As mentioned earlier, time-series data are a valuable source of information for various natural and societal processes. Even time series can exhibit long-range correlations, uncovering crucial characteristics that may not be evident in longer time series. Utilizing short time series is beneficial in artificial intelligence applications, as it helps train models to identify patterns, make predictions, and perform classification tasks. Along the same lines, deep learning has seen extensive use in time-series analysis, specifically for tasks like classification, forecasting, and anomaly detection. In general, deep learning models demonstrate remarkable proficiency in autonomously grasping complex patterns and connections within time-series data, resulting in enhanced prediction accuracy and valuable knowledge. Nevertheless, in situations where time series are short and possess long-range correlations, neural networks might not be at their best for conducting classification tasks optimally.

Usually, when analyzing economic, physiological, climatological, or other data, time series for forecasting is considered. Traditionally, the time-series analysis is focused on searching for patterns in a long time period [36,37]. All these analysis methods work similarly, such that changes in some time lapses cause changes in the parameters. In most fields of science, short time series have received very little attention. Short time series are events registered successively and ordered by a specific time [38]. The short time series has a twofold interest because most of the records for time series are short, and, on the long series, the dynamics may change with time, requiring the analysis of short pieces to obtain insight into this process [39,40]. This is mainly because there are several processes in nature where changes in long-range correlations are expected to occur on short scales of time or space, and, in many practical problems, the resolution to measure those changes is limited by the available technology. In particular, in this research project, we are focused on RR-short time series.

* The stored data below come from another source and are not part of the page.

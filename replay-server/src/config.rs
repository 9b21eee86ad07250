//! Platform directories.

use std::path::PathBuf;

use directories::ProjectDirs;

/// Data directory for this application, if the platform has one.
pub fn get_project_dirs() -> Option<ProjectDirs> {
    ProjectDirs::from("tv", "exavideo", "openreplay")
}

/// Default location for rollout clips: `<data dir>/rollout`.
pub fn default_rollout_dir() -> PathBuf {
    get_project_dirs()
        .map(|dirs| dirs.data_dir().join("rollout"))
        .unwrap_or_else(|| PathBuf::from("./rollout"))
}

/// Default location of the playout process's input pipes: `<data dir>/playout`.
pub fn default_playout_dir() -> PathBuf {
    get_project_dirs()
        .map(|dirs| dirs.data_dir().join("playout"))
        .unwrap_or_else(|| PathBuf::from("./playout"))
}

#[cfg(test)]
mod tests {
    use super::*;

    #[test]
    fn test_default_rollout_dir() {
        assert!(default_rollout_dir().ends_with("rollout"));
        assert!(default_playout_dir().ends_with("playout"));
    }
}
//! The replay session: event store, navigation and output routing.
//!
//! There is one [`ReplaySession`] per process. Every actor (HTTP handlers,
//! the hardware controller, the playout clock) reaches it through a clone of
//! the same [`SharedSession`], whose single mutex covers the whole session.
//! Compound operations such as "move the pointer, then route the event's
//! shot to preview" are methods on `ReplaySession`, so each runs inside one
//! acquisition.
//!
//! Nothing here performs media I/O except [`ReplaySession::capture_event`],
//! which asks each source for its live position. Shared callers split that
//! into [`SourceRegistry::capture_shots`] before locking and
//! [`ReplaySession::record_event`] under the lock.

use std::collections::VecDeque;
use std::sync::{Arc, Mutex, MutexGuard, PoisonError};

use chrono::{DateTime, Utc};
use log::{debug, info};
use serde::Serialize;

use crate::error::ControlError;
use crate::event::Event;
use crate::link::LinkState;
use crate::shot::Shot;
use crate::source::SourceRegistry;
use crate::types::{Rational, Timecode};

/// One-shot shift modifier.
///
/// Pressing shift arms it to `Active`; every button press (shift included)
/// decays it one level, so exactly the press after shift sees it set.
#[derive(Debug, Clone, Copy, PartialEq, Eq, Default, Serialize, strum::Display)]
#[serde(rename_all = "lowercase")]
#[strum(serialize_all = "lowercase")]
pub enum ShiftState {
    #[default]
    None,
    Armed,
    Active,
}

impl ShiftState {
    pub fn decay(self) -> ShiftState {
        match self {
            ShiftState::Active => ShiftState::Armed,
            ShiftState::Armed | ShiftState::None => ShiftState::None,
        }
    }

    pub fn is_shifted(self) -> bool {
        self != ShiftState::None
    }
}

/// A preview shot kept aside by the operator, with when it was kept.
#[derive(Debug, Clone, PartialEq, Serialize)]
pub struct StoredShot {
    pub shot: Shot,
    pub stored_at: DateTime<Utc>,
}

/// Read-only view of the session for `/session.json`.
#[derive(Debug, Clone, Serialize)]
pub struct SessionSnapshot {
    pub event_count: usize,
    pub event_pointer: Option<usize>,
    pub current_event_id: Option<u64>,
    pub current_preview_source: usize,
    pub preview_shot: Option<Shot>,
    pub preview_offset: i64,
    pub program_shot: Option<Shot>,
    pub program_position: f64,
    pub program_timecode: Option<Timecode>,
    pub program_queue: Vec<Shot>,
    pub program_speed: Rational,
    pub shift_state: ShiftState,
    pub multiviewer: bool,
    pub encode_suspended: bool,
    pub controller_link: LinkState,
    pub controller_fault: Option<String>,
}

/// What a playout tick did to the program output.
#[derive(Debug, Clone, Copy, PartialEq, Eq)]
pub enum TickOutcome {
    /// Nothing on program
    Idle,
    /// Current program shot keeps playing
    Playing,
    /// Program shot finished; next queued shot took over
    Advanced,
    /// Program shot finished with nothing queued
    Finished,
}

#[derive(Debug, Default)]
pub struct ReplaySession {
    events: Vec<Event>,
    next_event_id: u64,
    event_pointer: Option<usize>,
    current_preview_source: usize,
    preview_shot: Option<Shot>,
    preview_offset: i64,
    program_shot: Option<Shot>,
    program_queue: VecDeque<Shot>,
    program_speed: Rational,
    program_position: f64,
    shift_state: ShiftState,
    stored_shots: Vec<StoredShot>,
    multiviewer: bool,
    encode_suspended: bool,
    controller_link: LinkState,
    controller_fault: Option<String>,
}

impl ReplaySession {
    pub fn new() -> Self {
        ReplaySession::default()
    }

    // -------------------------------------------------------------------------
    // Event store
    // -------------------------------------------------------------------------

    /// Take a shot from every source at its live position and record them
    /// as a new event, which becomes current.
    ///
    /// This queries the sources while the caller holds the session; shared
    /// callers use [`SourceRegistry::capture_shots`] outside the lock and
    /// then [`record_event`](Self::record_event).
    pub fn capture_event(&mut self, sources: &SourceRegistry) -> &Event {
        self.record_event(sources.capture_shots())
    }

    /// Record already-captured shots as a new event, which becomes current.
    ///
    /// Ids are assigned here, so they follow the order in which callers
    /// reach the session.
    pub fn record_event(&mut self, shots: Vec<Option<Shot>>) -> &Event {
        let id = self.next_event_id;
        self.next_event_id += 1;
        self.events.push(Event::new(id, shots));
        let index = self.events.len() - 1;
        self.event_pointer = Some(index);
        self.route_current_event_to_preview();
        info!("Captured event {}", id);
        &self.events[index]
    }

    /// Change an event's category. Returns `None` for an unknown id.
    pub fn retag(&mut self, id: u64, event_type: &str) -> Option<&Event> {
        let event = self.events.iter_mut().find(|e| e.id == id)?;
        debug!("Event {} retagged {} -> {}", id, event.event_type, event_type);
        event.event_type = event_type.to_string();
        Some(event)
    }

    /// All events in id order.
    pub fn events(&self) -> &[Event] {
        // Appended with increasing ids, so insertion order is id order
        &self.events
    }

    pub fn event(&self, id: u64) -> Option<&Event> {
        self.events.iter().find(|e| e.id == id)
    }

    /// Every captured shot, most recent event first, source order within an event.
    pub fn list_shots(&self) -> Vec<Shot> {
        self.events
            .iter()
            .rev()
            .flat_map(|e| e.present_shots().copied())
            .collect()
    }

    /// Discard every event. Ids keep counting from where they were.
    pub fn clear_events(&mut self) {
        info!("Clearing {} events", self.events.len());
        self.events.clear();
        self.event_pointer = None;
    }

    // -------------------------------------------------------------------------
    // Navigation
    // -------------------------------------------------------------------------

    pub fn event_pointer(&self) -> Option<usize> {
        self.event_pointer
    }

    pub fn current_event(&self) -> Option<&Event> {
        self.event_pointer.and_then(|i| self.events.get(i))
    }

    /// Step back one event. Returns false at the first event or when empty.
    pub fn goto_previous_event(&mut self) -> bool {
        match self.event_pointer {
            Some(i) if i > 0 => {
                self.event_pointer = Some(i - 1);
                self.route_current_event_to_preview();
                debug!("Event pointer -> {}", i - 1);
                true
            }
            _ => false,
        }
    }

    /// Step forward one event. Returns false at the last event or when empty.
    pub fn goto_next_event(&mut self) -> bool {
        match self.event_pointer {
            Some(i) if i + 1 < self.events.len() => {
                self.event_pointer = Some(i + 1);
                self.route_current_event_to_preview();
                debug!("Event pointer -> {}", i + 1);
                true
            }
            _ => false,
        }
    }

    pub fn current_preview_source(&self) -> usize {
        self.current_preview_source
    }

    pub fn select_preview_source(&mut self, index: usize) {
        debug!("Preview source -> {}", index);
        self.current_preview_source = index;
        self.route_current_event_to_preview();
    }

    fn route_current_event_to_preview(&mut self) {
        let shot = self
            .current_event()
            .and_then(|e| e.shot(self.current_preview_source))
            .copied();
        if let Some(shot) = shot {
            self.set_preview_shot(shot);
        }
    }

    // -------------------------------------------------------------------------
    // Preview
    // -------------------------------------------------------------------------

    pub fn preview_shot(&self) -> Option<Shot> {
        self.preview_shot
    }

    /// Route a shot to preview, with the cursor at its in-point.
    pub fn set_preview_shot(&mut self, shot: Shot) {
        self.preview_shot = Some(shot);
        self.preview_offset = 0;
    }

    /// Cursor position relative to the preview shot's start.
    pub fn preview_offset(&self) -> i64 {
        self.preview_offset
    }

    /// Move the preview cursor by `frames`. No effect without a preview shot.
    pub fn seek_preview(&mut self, frames: i64) {
        if let Some(shot) = self.preview_shot {
            self.preview_offset = self.preview_offset.saturating_add(frames).max(-shot.start);
        }
    }

    /// The preview shot as it would be marked in at the cursor.
    pub fn preview_at_cursor(&self) -> Option<Shot> {
        self.preview_shot.map(|s| s.at_offset(self.preview_offset))
    }

    /// Make the cursor position the preview shot's new in-point.
    pub fn mark_in(&mut self) -> Option<Shot> {
        let shot = self.preview_at_cursor()?;
        debug!("Mark in at {} on source {}", shot.start, shot.source);
        self.set_preview_shot(shot);
        Some(shot)
    }

    /// Keep the current preview shot (at the cursor) for later.
    pub fn store_preview_shot(&mut self) -> Option<&StoredShot> {
        let shot = self.preview_at_cursor()?;
        info!("Stored shot {:?}", shot);
        self.stored_shots.push(StoredShot {
            shot,
            stored_at: Utc::now(),
        });
        self.stored_shots.last()
    }

    pub fn stored_shots(&self) -> &[StoredShot] {
        &self.stored_shots
    }

    // -------------------------------------------------------------------------
    // Program
    // -------------------------------------------------------------------------

    pub fn program_shot(&self) -> Option<Shot> {
        self.program_shot
    }

    pub fn program_queue(&self) -> impl Iterator<Item = &Shot> {
        self.program_queue.iter()
    }

    pub fn program_speed(&self) -> Rational {
        self.program_speed
    }

    /// Frames played into the current program shot.
    pub fn program_position(&self) -> f64 {
        self.program_position
    }

    /// Put `shot` on air now, dropping anything queued.
    pub fn roll_to_program(&mut self, shot: Shot) {
        info!(
            "Rolling source {} from {} at {}",
            shot.source, shot.start, self.program_speed
        );
        self.program_shot = Some(shot);
        self.program_queue.clear();
        self.program_position = 0.0;
    }

    /// Play `shot` after the current program shot (and anything already queued).
    pub fn queue_to_program(&mut self, shot: Shot) {
        debug!("Queued source {} from {}", shot.source, shot.start);
        self.program_queue.push_back(shot);
    }

    /// First shot to program, the rest queued behind it. Empty is a no-op.
    pub fn roll_queue(&mut self, shots: Vec<Shot>) {
        let mut shots = shots.into_iter();
        if let Some(first) = shots.next() {
            self.roll_to_program(first);
            self.program_queue.extend(shots);
        }
    }

    /// Replace the playback speed; applies to the shot already on air.
    pub fn set_program_speed(&mut self, numerator: u32, denominator: u32) -> Result<(), ControlError> {
        let speed = Rational::checked(numerator, denominator)?;
        self.set_program_speed_fraction(speed);
        Ok(())
    }

    pub fn set_program_speed_fraction(&mut self, speed: Rational) {
        if speed != self.program_speed {
            debug!("Program speed {} -> {}", self.program_speed, speed);
        }
        self.program_speed = speed;
    }

    /// Take program off air. Preview is untouched.
    pub fn stop_program(&mut self) {
        if self.program_shot.is_some() {
            info!("Program stopped");
        }
        self.program_shot = None;
        self.program_queue.clear();
        self.program_position = 0.0;
    }

    /// The current program shot has finished: the queue head replaces it.
    ///
    /// Returns the new program shot; with nothing queued, program stops.
    pub fn advance_program(&mut self) -> Option<Shot> {
        match self.program_queue.pop_front() {
            Some(next) => {
                debug!("Program advancing to source {} from {}", next.source, next.start);
                self.program_shot = Some(next);
                self.program_position = 0.0;
                Some(next)
            }
            None => {
                self.stop_program();
                None
            }
        }
    }

    /// One playout clock tick: advance program by `program_speed` frames.
    pub fn tick_program(&mut self) -> TickOutcome {
        let Some(shot) = self.program_shot else {
            return TickOutcome::Idle;
        };
        self.program_position += self.program_speed.as_f64();
        if shot.is_open_ended() || self.program_position < shot.length as f64 {
            return TickOutcome::Playing;
        }
        match self.advance_program() {
            Some(_) => TickOutcome::Advanced,
            None => TickOutcome::Finished,
        }
    }

    /// Source position currently on program, if anything is.
    pub fn program_timecode(&self) -> Option<Timecode> {
        self.program_shot
            .map(|s| s.start.saturating_add(self.program_position.floor() as i64))
    }

    // -------------------------------------------------------------------------
    // Controller and output state
    // -------------------------------------------------------------------------

    pub fn shift_state(&self) -> ShiftState {
        self.shift_state
    }

    pub fn arm_shift(&mut self) {
        self.shift_state = ShiftState::Active;
    }

    pub fn decay_shift(&mut self) {
        self.shift_state = self.shift_state.decay();
    }

    pub fn multiviewer(&self) -> bool {
        self.multiviewer
    }

    pub fn toggle_multiviewer(&mut self) -> bool {
        self.multiviewer = !self.multiviewer;
        info!("Multiviewer {}", if self.multiviewer { "on" } else { "off" });
        self.multiviewer
    }

    pub fn encode_suspended(&self) -> bool {
        self.encode_suspended
    }

    pub fn suspend_encode(&mut self) {
        info!("Live encode suspended");
        self.encode_suspended = true;
    }

    pub fn resume_encode(&mut self) {
        info!("Live encode resumed");
        self.encode_suspended = false;
    }

    /// Record the hardware controller's link state and last fault.
    pub fn set_controller_status(&mut self, link: LinkState, fault: Option<String>) {
        self.controller_link = link;
        self.controller_fault = fault;
    }

    pub fn controller_fault(&self) -> Option<&str> {
        self.controller_fault.as_deref()
    }

    pub fn snapshot(&self) -> SessionSnapshot {
        SessionSnapshot {
            event_count: self.events.len(),
            event_pointer: self.event_pointer,
            current_event_id: self.current_event().map(|e| e.id),
            current_preview_source: self.current_preview_source,
            preview_shot: self.preview_shot,
            preview_offset: self.preview_offset,
            program_shot: self.program_shot,
            program_position: self.program_position,
            program_timecode: self.program_timecode(),
            program_queue: self.program_queue.iter().copied().collect(),
            program_speed: self.program_speed,
            shift_state: self.shift_state,
            multiviewer: self.multiviewer,
            encode_suspended: self.encode_suspended,
            controller_link: self.controller_link,
            controller_fault: self.controller_fault.clone(),
        }
    }
}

Related to the length of time series, the distinction between long-term and short-term in cardiovascular time-series analysis depends on the context and the specific characteristics of the data. In cardiovascular time-series analysis, short-term variations typically refer to changes that occur over relatively brief time intervals, such as seconds (two beats per second) to minutes (eighty beats per minute). Short-term variations might be associated with specific events, such as arrhythmias, while long-term variations could be related to changes occurring over hours to days or even longer, and they may be associated with gradual changes in cardiovascular health or responses to treatment [41,42].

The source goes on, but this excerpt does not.